I mostly hung around the nurse's station, chatting with them on slow days. I begged to take urine samples (still warm and toasty) to the lab, and I fought the techs to change patient's beds after discharge (making a one-minute job take even less). I sat outside the ED and directed people to various wings of the hospital, and once I even wheeled a teenage mother in labor up to the maternity ward. But in the end, I was a big, red eyesore.


Better Dead than Red

I was the only volunteer under the age of 65 in the entire hospital. "You're a young red coat!" they would always say with a gleeful smile as I scampered by on my way to the mail-room to fetch mail for the ED. Like a 3rd year medical student on their rotation, my coat was packed with MCAT flashcards, keys, a cellphone, and my wallet. The big difference? My coat was red, not white, and I did not have even 2 years of medical school curriculum under my belt. Why did I wear the coat? Oh, that's right. Dan, my trainer, had worn the coat as well.
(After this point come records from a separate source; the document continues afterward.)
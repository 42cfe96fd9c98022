//! Periodic expiry of unpolled results and consumed tombstones.
//!
//! Callbacks for tasks nobody polls would otherwise stay in memory for the
//! life of the process. Runs on a fixed `tokio::time::interval`.

use std::sync::Arc;
use std::time::Duration;

use ragbridge_core::result_store::ResultStore;
use tokio_util::sync::CancellationToken;

/// Run the sweep loop until `cancel` is triggered.
pub async fn run(store: Arc<ResultStore>, interval: Duration, cancel: CancellationToken) {
    let policy = store.policy();
    tracing::info!(
        result_ttl_secs = policy.result_ttl.map(|d| d.num_seconds()),
        consumed_retention_secs = policy.consumed_retention.map(|d| d.num_seconds()),
        interval_secs = interval.as_secs(),
        "Result sweep job started"
    );

    let mut ticker = tokio::time::interval(interval);

    loop {
        tokio::select! {
            _ = cancel.cancelled() => {
                tracing::info!("Result sweep job stopping");
                break;
            }
            _ = ticker.tick() => {
                let purged = store.purge_expired().await;
                if purged.total() > 0 {
                    tracing::warn!(
                        results = purged.results,
                        tombstones = purged.tombstones,
                        "Result sweep: dropped expired entries"
                    );
                } else {
                    tracing::debug!("Result sweep: nothing expired");
                }
            }
        }
    }
}
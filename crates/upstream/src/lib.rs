//! HTTP client for the remote RAG job runner.
//!
//! The runner exposes two entry points: a synchronous `perform_rag` call
//! that answers inline, and an asynchronous submission that returns a task
//! id and later POSTs the result to a caller-supplied callback URL.

pub mod api;

pub use api::{RagApi, RagResponse, SubmitResponse, UpstreamApiError, UpstreamConfig};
There were a few other "kids" in the ED. "Patient liaison", it said on their name-tag. They were getting
paid. They did more than me! They had a purpose, and they dressed up in normal dress clothes plus their name-tag. Yet, they did not tell me I looked like a gigantic, sore thumb against the cool, white background of the ED. I'm sure red is the last color to comfort a nervous patient; scrubs are green and blue for a psychological reason.

Finished

I had one day left. It was early-August. I should have just stuck my name tag onto a dress-shirt, but I put that glaring red coat back on for the last time. It was also my second day in the newly-renovated ED; I stuck out even more. Patients probably wondered what a completely unskilled kid with no purpose was doing wandering the halls. At least I was going over MCAT equations in my head (the life of the pre-med...).

6 Months have passed since that balmy August, and 6 more months will pass before I set my foot into medical school for my first day of class. I'm sure the ED staff still looks around from time to time and wonders where that red blob went.